Laboratories are under a lot of pressure these days, as they are asked to do more work with fewer resources. The problem is further compounded as experienced laboratorians are retiring, taking with them years of valuable experience running and interpreting traditional microbiological techniques. These trends, along with remaining lab professionals being stretched by continual cost-cutting measures, make the laboratory environment increasingly stressful and have helped fuel the demand for better diagnostics to help uncover the etiological agents behind patient illnesses.
When making the decision to bring on a new test, a laboratory director has many choices. Two key criteria are performance and price. The primary imperative for a lab is accurate reporting for doctors. Therefore, sensitivity, specificity, and predictive value assay numbers are critical factors in the decision-making. The lab doesn’t often get accolades for being right, but it certainly hears about it when it is wrong. The problem is that performance and price don’t always correlate with the timing necessary to impact patient treatment decisions.
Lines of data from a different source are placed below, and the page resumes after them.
use bigdecimal::BigDecimal;
use chrono::{DateTime, Utc};
use diesel::prelude::*;
use serde_json::Value;
use uuid::Uuid;

use crate::domain::errors::DomainError;
use crate::domain::order::{CustomerOrder, OrderItem, Reseller};
use crate::domain::outbox::OutboxItem;
use crate::schema::{order_items, orders, outbox_messages, resellers};

#[derive(Debug, Clone, Queryable, Selectable, Identifiable)]
#[diesel(table_name = resellers)]
#[diesel(check_for_backend(diesel::pg::Pg))]
pub struct ResellerRow {
    pub id: Uuid,
    pub document_number: String,
    pub legal_name: String,
    pub email: String,
    pub created_at: DateTime<Utc>,
}

#[derive(Debug, Insertable)]
#[diesel(table_name = resellers)]
pub struct NewResellerRow {
    pub id: Uuid,
    pub document_number: String,
    pub legal_name: String,
    pub email: String,
}

impl From<ResellerRow> for Reseller {
    fn from(row: ResellerRow) -> Self {
        Reseller {
            id: row.id,
            document_number: row.document_number,
            legal_name: row.legal_name,
            email: row.email,
        }
    }
}

#[derive(Debug, Clone, Queryable, Selectable, Identifiable)]
#[diesel(table_name = orders)]
#[diesel(check_for_backend(diesel::pg::Pg))]
pub struct OrderRow {
    pub id: Uuid,
    pub reseller_id: Uuid,
    pub customer_identification: String,
    pub status: String,
    pub external_order_number: Option<String>,
    pub created_at: DateTime<Utc>,
    pub updated_at: DateTime<Utc>,
}

#[derive(Debug, Insertable)]
#[diesel(table_name = orders)]
pub struct NewOrderRow {
    pub id: Uuid,
    pub reseller_id: Uuid,
    pub customer_identification: String,
    pub status: String,
}

#[derive(Debug, Clone, Queryable, Selectable, Identifiable, Associations)]
#[diesel(table_name = order_items)]
#[diesel(belongs_to(OrderRow, foreign_key = order_id))]
#[diesel(check_for_backend(diesel::pg::Pg))]
pub struct OrderItemRow {
    pub id: Uuid,
    pub order_id: Uuid,
    pub sku: String,
    pub name: String,
    pub quantity: i32,
    pub unit_price: BigDecimal,
    pub created_at: DateTime<Utc>,
}

#[derive(Debug, Insertable)]
#[diesel(table_name = order_items)]
pub struct NewOrderItemRow {
    pub id: Uuid,
    pub order_id: Uuid,
    pub sku: String,
    pub name: String,
    pub quantity: i32,
    pub unit_price: BigDecimal,
}

impl OrderRow {
    pub fn into_domain(self, items: Vec<OrderItemRow>) -> Result<CustomerOrder, DomainError> {
        Ok(CustomerOrder {
            id: self.id,
            reseller_id: self.reseller_id,
            customer_identification: self.customer_identification,
            status: self.status.parse()?,
            external_order_number: self.external_order_number,
            created_at: self.created_at,
            items: items
                .into_iter()
                .map(|i| OrderItem {
                    sku: i.sku,
                    name: i.name,
                    quantity: i.quantity,
                    unit_price: i.unit_price,
                })
                .collect(),
        })
    }
}

#[derive(Debug, Clone, Queryable, Selectable, Identifiable)]
#[diesel(table_name = outbox_messages)]
#[diesel(check_for_backend(diesel::pg::Pg))]
pub struct OutboxRow {
    pub id: Uuid,
    pub message_type: String,
    pub payload: Value,
    pub status: String,
    pub retry_count: i32,
    pub max_retries: i32,
    pub created_at: DateTime<Utc>,
    pub processed_at: Option<DateTime<Utc>>,
    pub next_retry_at: Option<DateTime<Utc>>,
    pub error_message: Option<String>,
    pub correlation_id: String,
    pub claimed_by: Option<String>,
    pub claimed_at: Option<DateTime<Utc>>,
}

#[derive(Debug, Insertable)]
#[diesel(table_name = outbox_messages)]
pub struct NewOutboxRow {
    pub id: Uuid,
    pub message_type: String,
    pub payload: Value,
    pub status: String,
    pub retry_count: i32,
    pub max_retries: i32,
    pub created_at: DateTime<Utc>,
    pub correlation_id: String,
}

/// Every mutable column; `None` writes NULL.
#[derive(Debug, AsChangeset)]
#[diesel(table_name = outbox_messages)]
#[diesel(treat_none_as_null = true)]
pub struct OutboxChangeset {
    pub status: String,
    pub retry_count: i32,
    pub max_retries: i32,
    pub processed_at: Option<DateTime<Utc>>,
    pub next_retry_at: Option<DateTime<Utc>>,
    pub error_message: Option<String>,
    pub claimed_by: Option<String>,
    pub claimed_at: Option<DateTime<Utc>>,
}

impl From<&OutboxItem> for OutboxChangeset {
    fn from(item: &OutboxItem) -> Self {
        OutboxChangeset {
            status: item.status.as_str().to_string(),
            retry_count: item.retry_count,
            max_retries: item.max_retries,
            processed_at: item.processed_at,
            next_retry_at: item.next_retry_at,
            error_message: item.error_message.clone(),
            claimed_by: item.claimed_by.clone(),
            claimed_at: item.claimed_at,
        }
    }
}

impl TryFrom<OutboxRow> for OutboxItem {
    type Error = DomainError;

    fn try_from(row: OutboxRow) -> Result<Self, Self::Error> {
        Ok(OutboxItem {
            id: row.id,
            message_type: row.message_type,
            payload: row.payload,
            status: row.status.parse()?,
            retry_count: row.retry_count,
            max_retries: row.max_retries,
            created_at: row.created_at,
            processed_at: row.processed_at,
            next_retry_at: row.next_retry_at,
            error_message: row.error_message,
            correlation_id: row.correlation_id,
            claimed_by: row.claimed_by,
            claimed_at: row.claimed_at,
        })
    }
}

pub fn into_items(rows: Vec<OutboxRow>) -> Result<Vec<OutboxItem>, DomainError> {
    rows.into_iter().map(OutboxItem::try_from).collect()
}
use std::sync::Arc;

use dotenvy::dotenv;
use reseller_orders::application::dispatcher::Dispatcher;
use reseller_orders::config::{AppConfig, SubmissionConfig, SubmissionMode};
use reseller_orders::domain::ports::SubmissionClient;
use reseller_orders::infrastructure::submission_client::{
    HttpSubmissionClient, MockSubmissionClient, ResilientSubmissionClient,
};
use reseller_orders::{build_server, build_state, create_pool, run_migrations};
use tokio_util::sync::CancellationToken;

async fn submission_client(
    config: &SubmissionConfig,
) -> std::io::Result<Arc<dyn SubmissionClient>> {
    let client: Arc<dyn SubmissionClient> = match &config.mode {
        SubmissionMode::Mock => {
            log::warn!(
                "Using the mock submission client (failure rate {})",
                config.mock_failure_rate
            );
            Arc::new(ResilientSubmissionClient::new(
                MockSubmissionClient::new(config.mock_failure_rate),
                config.max_retries,
                config.retry_base_delay,
            ))
        }
        SubmissionMode::Http { base_url } => {
            // reqwest's blocking client may not be built on a runtime thread.
            let base_url = base_url.clone();
            let timeout = config.timeout;
            let http = tokio::task::spawn_blocking(move || {
                HttpSubmissionClient::new(&base_url, timeout)
            })
            .await
            .map_err(std::io::Error::other)?
            .map_err(std::io::Error::other)?;
            Arc::new(ResilientSubmissionClient::new(
                http,
                config.max_retries,
                config.retry_base_delay,
            ))
        }
    };
    Ok(client)
}

#[actix_web::main]
async fn main() -> std::io::Result<()> {
    dotenv().ok();
    env_logger::init_from_env(env_logger::Env::default().default_filter_or("info"));

    let config = AppConfig::from_env().map_err(std::io::Error::other)?;

    let pool = create_pool(&config.database_url).map_err(std::io::Error::other)?;
    run_migrations(&pool).map_err(std::io::Error::other)?;

    let client = submission_client(&config.submission).await?;
    let state = build_state(pool, &config.dispatch, client);

    let shutdown = CancellationToken::new();
    let dispatcher = Dispatcher::new(
        state.outbox.clone(),
        config.dispatch.poll_interval,
        config.dispatch.error_cooldown,
        shutdown.clone(),
    );
    let dispatcher = tokio::spawn(dispatcher.run());

    log::info!(
        "Starting server at http://{}:{} (instance {})",
        config.host,
        config.port,
        config.dispatch.instance_id
    );

    let result = build_server(state, &config.host, config.port)?.await;

    shutdown.cancel();
    if let Err(e) = dispatcher.await {
        log::error!("Outbox dispatcher task failed: {}", e);
    }

    result
}
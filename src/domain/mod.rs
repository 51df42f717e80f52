pub mod errors;
pub mod order;
pub mod outbox;
pub mod ports;
pub mod submission;
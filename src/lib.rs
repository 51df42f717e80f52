pub mod application;
pub mod config;
pub mod db;
pub mod domain;
pub mod errors;
pub mod handlers;
pub mod infrastructure;
pub mod schema;

use std::sync::Arc;

use actix_web::{middleware::Logger, web, App, HttpServer};
use diesel_migrations::{embed_migrations, EmbeddedMigrations, MigrationHarness};
use utoipa::OpenApi;
use utoipa_swagger_ui::SwaggerUi;

use application::bulk_submission::BulkSubmissionHandler;
use application::consolidation::ConsolidationTrigger;
use application::order_service::OrderService;
use application::outbox_service::OutboxService;
use application::processor::MessageProcessor;
use config::DispatchConfig;
use domain::outbox::PayloadRegistry;
use domain::ports::{OrderRepository, OutboxStore, ResellerRepository, SubmissionClient};
use infrastructure::order_repo::DieselOrderRepository;
use infrastructure::outbox_store::DieselOutboxStore;
use infrastructure::reseller_repo::DieselResellerRepository;

pub use db::{create_pool, DbPool};
pub use handlers::AppState;

pub const MIGRATIONS: EmbeddedMigrations = embed_migrations!("migrations");

pub type MigrationError = Box<dyn std::error::Error + Send + Sync>;

/// Run any pending Diesel migrations against the pool's database.
pub fn run_migrations(pool: &DbPool) -> Result<(), MigrationError> {
    let mut conn = pool.get()?;
    let applied = conn.run_pending_migrations(MIGRATIONS)?;
    for version in applied {
        log::info!("Applied migration {}", version);
    }
    Ok(())
}

#[derive(OpenApi)]
#[openapi(
    paths(
        handlers::orders::create_order,
        handlers::orders::get_order,
        handlers::orders::process_pending_orders,
        handlers::outbox::pending_count,
        handlers::outbox::messages_by_correlation_id,
        handlers::outbox::process_pending,
        handlers::outbox::process_retry,
        handlers::outbox::purge_completed,
    ),
    tags(
        (name = "orders", description = "Customer orders and direct submission"),
        (name = "outbox", description = "Outbox inspection and manual processing"),
    )
)]
pub struct ApiDoc;

/// Wires the Diesel adapters and the services over one connection pool.
pub fn build_state(
    pool: DbPool,
    dispatch: &DispatchConfig,
    client: Arc<dyn SubmissionClient>,
) -> AppState {
    let orders: Arc<dyn OrderRepository> = Arc::new(DieselOrderRepository::new(pool.clone()));
    let resellers: Arc<dyn ResellerRepository> =
        Arc::new(DieselResellerRepository::new(pool.clone()));
    let store: Arc<dyn OutboxStore> = Arc::new(DieselOutboxStore::new(pool));

    let trigger = ConsolidationTrigger::new(
        orders.clone(),
        store.clone(),
        dispatch.consolidation_threshold,
        dispatch.max_retries,
    );
    let bulk_submission = BulkSubmissionHandler::new(
        orders.clone(),
        resellers.clone(),
        client.clone(),
        dispatch.consolidation_threshold,
    );
    let processor = MessageProcessor::new(
        store.clone(),
        PayloadRegistry::default(),
        bulk_submission,
        dispatch.instance_id.clone(),
        dispatch.fail_fast_permanent,
    );
    let outbox = Arc::new(OutboxService::new(
        store,
        trigger,
        processor,
        dispatch.batch_size,
    ));

    let orders = Arc::new(OrderService::new(
        orders,
        resellers,
        client,
        outbox.clone(),
        dispatch.consolidation_threshold,
    ));

    AppState { orders, outbox }
}

/// Build and return an actix-web `Server` bound to `host:port`.
///
/// The caller is responsible for `.await`-ing (or `tokio::spawn`-ing) the
/// returned server.
pub fn build_server(
    state: AppState,
    host: &str,
    port: u16,
) -> std::io::Result<actix_web::dev::Server> {
    let openapi = ApiDoc::openapi();

    Ok(HttpServer::new(move || {
        App::new()
            .app_data(web::Data::new(state.clone()))
            .wrap(Logger::default())
            .service(
                web::scope("/orders")
                    .route("", web::post().to(handlers::orders::create_order))
                    .route(
                        "/process-pending",
                        web::post().to(handlers::orders::process_pending_orders),
                    )
                    .route("/{id}", web::get().to(handlers::orders::get_order)),
            )
            .service(
                web::scope("/outbox")
                    .route("/pending-count", web::get().to(handlers::outbox::pending_count))
                    .route(
                        "/messages/{correlation_id}",
                        web::get().to(handlers::outbox::messages_by_correlation_id),
                    )
                    .route(
                        "/process-pending",
                        web::post().to(handlers::outbox::process_pending),
                    )
                    .route("/process-retry", web::post().to(handlers::outbox::process_retry))
                    .route("/completed", web::delete().to(handlers::outbox::purge_completed)),
            )
            .service(
                SwaggerUi::new("/swagger-ui/{_:.*}").url("/api-docs/openapi.json", openapi.clone()),
            )
    })
    .bind((host.to_string(), port))?
    .run())
}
Despite all the inspections and paperwork required by laboratories, performance is limited by the condition of the clinical samples received. In the case of influenza, we know that the viral titers are highest in the earliest phase of disease. When a patient comes to a hospital cannot be controlled, but if arrival is five days or more after symptoms and the lab has a validated rapid assay as its front-line defense, the sensitivity will be so poor that a test is hardly worth performing. If sample collection is poor, the performance of any influenza test, even by the best of laboratories, will suffer.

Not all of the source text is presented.